> **TASK BRIEF**:
Only the opening lines of the listing, through the one with "use crate::types::VertexId;", are to be retyped, each exactly as it stands.

> **MATERIAL SUPPLIED**:
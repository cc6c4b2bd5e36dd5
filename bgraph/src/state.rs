//! Global vertex state: the `read[]` / `write[]` pair that kernels see.
//!
//! Both arrays are atomic cells of the algorithm's vertex-data type, so a
//! kernel's cross-vertex reads never tear and the combining writers need no
//! lock. Within a superstep all accesses are relaxed; the happens-before
//! between supersteps is the scheduler's single-threaded sync.

use std::sync::atomic::{AtomicU16, AtomicU32, Ordering};
use std::sync::Arc;

use crate::types::VertexId;

/// A vertex-data type the engine can host: `u16`, `u32` or `f32`.
pub trait VertexValue:
    Copy + Default + PartialEq + Send + Sync + std::fmt::Debug + 'static
{
    type Atomic: Send + Sync;

    fn new_atomic(v: Self) -> Self::Atomic;
    fn load(a: &Self::Atomic) -> Self;
    fn store(a: &Self::Atomic, v: Self);
    /// Atomically `*a = min(*a, v)`.
    fn store_min(a: &Self::Atomic, v: Self);
    /// Atomically `*a = max(*a, v)`.
    fn store_max(a: &Self::Atomic, v: Self);
    /// Atomically `*a = *a + v`.
    fn store_add(a: &Self::Atomic, v: Self);
}

impl VertexValue for u32 {
    type Atomic = AtomicU32;

    fn new_atomic(v: Self) -> AtomicU32 {
        AtomicU32::new(v)
    }
    fn load(a: &AtomicU32) -> Self {
        a.load(Ordering::Relaxed)
    }
    fn store(a: &AtomicU32, v: Self) {
        a.store(v, Ordering::Relaxed)
    }
    fn store_min(a: &AtomicU32, v: Self) {
        a.fetch_min(v, Ordering::Relaxed);
    }
    fn store_max(a: &AtomicU32, v: Self) {
        a.fetch_max(v, Ordering::Relaxed);
    }
    fn store_add(a: &AtomicU32, v: Self) {
        a.fetch_add(v, Ordering::Relaxed);
    }
}

impl VertexValue for u16 {
    type Atomic = AtomicU16;

    fn new_atomic(v: Self) -> AtomicU16 {
        AtomicU16::new(v)
    }
    fn load(a: &AtomicU16) -> Self {
        a.load(Ordering::Relaxed)
    }
    fn store(a: &AtomicU16, v: Self) {
        a.store(v, Ordering::Relaxed)
    }
    fn store_min(a: &AtomicU16, v: Self) {
        a.fetch_min(v, Ordering::Relaxed);
    }
    fn store_max(a: &AtomicU16, v: Self) {
        a.fetch_max(v, Ordering::Relaxed);
    }
    fn store_add(a: &AtomicU16, v: Self) {
        a.fetch_add(v, Ordering::Relaxed);
    }
}

// f32 rides on an AtomicU32 holding the bit pattern; the combining writers
// are compare-exchange loops.
impl VertexValue for f32 {
    type Atomic = AtomicU32;

    fn new_atomic(v: Self) -> AtomicU32 {
        AtomicU32::new(v.to_bits())
    }
    fn load(a: &AtomicU32) -> Self {
        f32::from_bits(a.load(Ordering::Relaxed))
    }
    fn store(a: &AtomicU32, v: Self) {
        a.store(v.to_bits(), Ordering::Relaxed)
    }
    fn store_min(a: &AtomicU32, v: Self) {
        fetch_update_f32(a, |cur| if v < cur { Some(v) } else { None });
    }
    fn store_max(a: &AtomicU32, v: Self) {
        fetch_update_f32(a, |cur| if v > cur { Some(v) } else { None });
    }
    fn store_add(a: &AtomicU32, v: Self) {
        fetch_update_f32(a, |cur| Some(cur + v));
    }
}

fn fetch_update_f32(a: &AtomicU32, f: impl Fn(f32) -> Option<f32>) {
    let mut cur = a.load(Ordering::Relaxed);
    loop {
        let Some(new) = f(f32::from_bits(cur)) else {
            return;
        };
        match a.compare_exchange_weak(cur, new.to_bits(), Ordering::Relaxed, Ordering::Relaxed) {
            Ok(_) => return,
            Err(seen) => cur = seen,
        }
    }
}

/// Type-erased handle the scheduler uses to run the superstep sync.
pub trait StateSync: Send + Sync {
    fn sync(&self);
}

pub struct VertexState<T: VertexValue> {
    read: Arc<[T::Atomic]>,
    write: Arc<[T::Atomic]>,
    read_only_sync: bool,
}

impl<T: VertexValue> VertexState<T> {
    /// `read_only_sync` aliases `write` onto `read`: kernels that declare
    /// the read-only contract (coloring) intentionally observe their own
    /// writes within a superstep, and `sync` is a no-op.
    pub fn new(num_vertices: usize, read_only_sync: bool) -> Self {
        let read: Arc<[T::Atomic]> = (0..num_vertices)
            .map(|_| T::new_atomic(T::default()))
            .collect::<Vec<_>>()
            .into();
        let write = if read_only_sync {
            read.clone()
        } else {
            (0..num_vertices)
                .map(|_| T::new_atomic(T::default()))
                .collect::<Vec<_>>()
                .into()
        };
        VertexState {
            read,
            write,
            read_only_sync,
        }
    }

    pub fn len(&self) -> usize {
        self.read.len()
    }

    pub fn is_empty(&self) -> bool {
        self.read.is_empty()
    }

    pub fn read(&self, v: VertexId) -> T {
        T::load(&self.read[v as usize])
    }

    /// Last-writer-wins store. Reserved for initialization and algorithms
    /// whose combine is idempotent assignment.
    pub fn write(&self, v: VertexId, x: T) {
        T::store(&self.write[v as usize], x)
    }

    pub fn write_min(&self, v: VertexId, x: T) {
        T::store_min(&self.write[v as usize], x)
    }

    pub fn write_max(&self, v: VertexId, x: T) {
        T::store_max(&self.write[v as usize], x)
    }

    pub fn write_add(&self, v: VertexId, x: T) {
        T::store_add(&self.write[v as usize], x)
    }

    /// Bulk store into `write[]`. Single-threaded use between supersteps
    /// (PageRank zeroes its accumulator this way).
    pub fn reset_write(&self, x: T) {
        for a in self.write.iter() {
            T::store(a, x);
        }
    }

    /// Copies `write[]` over `read[]`; no-op under the read-only contract.
    pub fn sync(&self) {
        if self.read_only_sync {
            return;
        }
        for (r, w) in self.read.iter().zip(self.write.iter()) {
            T::store(r, T::load(w));
        }
    }

    pub fn snapshot_read(&self) -> Vec<T> {
        self.read.iter().map(T::load).collect()
    }
}

impl<T: VertexValue> StateSync for VertexState<T> {
    fn sync(&self) {
        VertexState::sync(self)
    }
}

> **WRITTEN SOLUTION**:
repository cc6c4b2bd5e36dd5
filename bgraph/src/state.rs
//! Global vertex state: the `read[]` / `write[]` pair that kernels see.
//!
//! Both arrays are atomic cells of the algorithm's vertex-data type, so a
//! kernel's cross-vertex reads never tear and the combining writers need no
//! lock. Within a superstep all accesses are relaxed; the happens-before
//! between supersteps is the scheduler's single-threaded sync.

use std::sync::atomic::{AtomicU16, AtomicU32, Ordering};
use std::sync::Arc;

use crate::types::VertexId;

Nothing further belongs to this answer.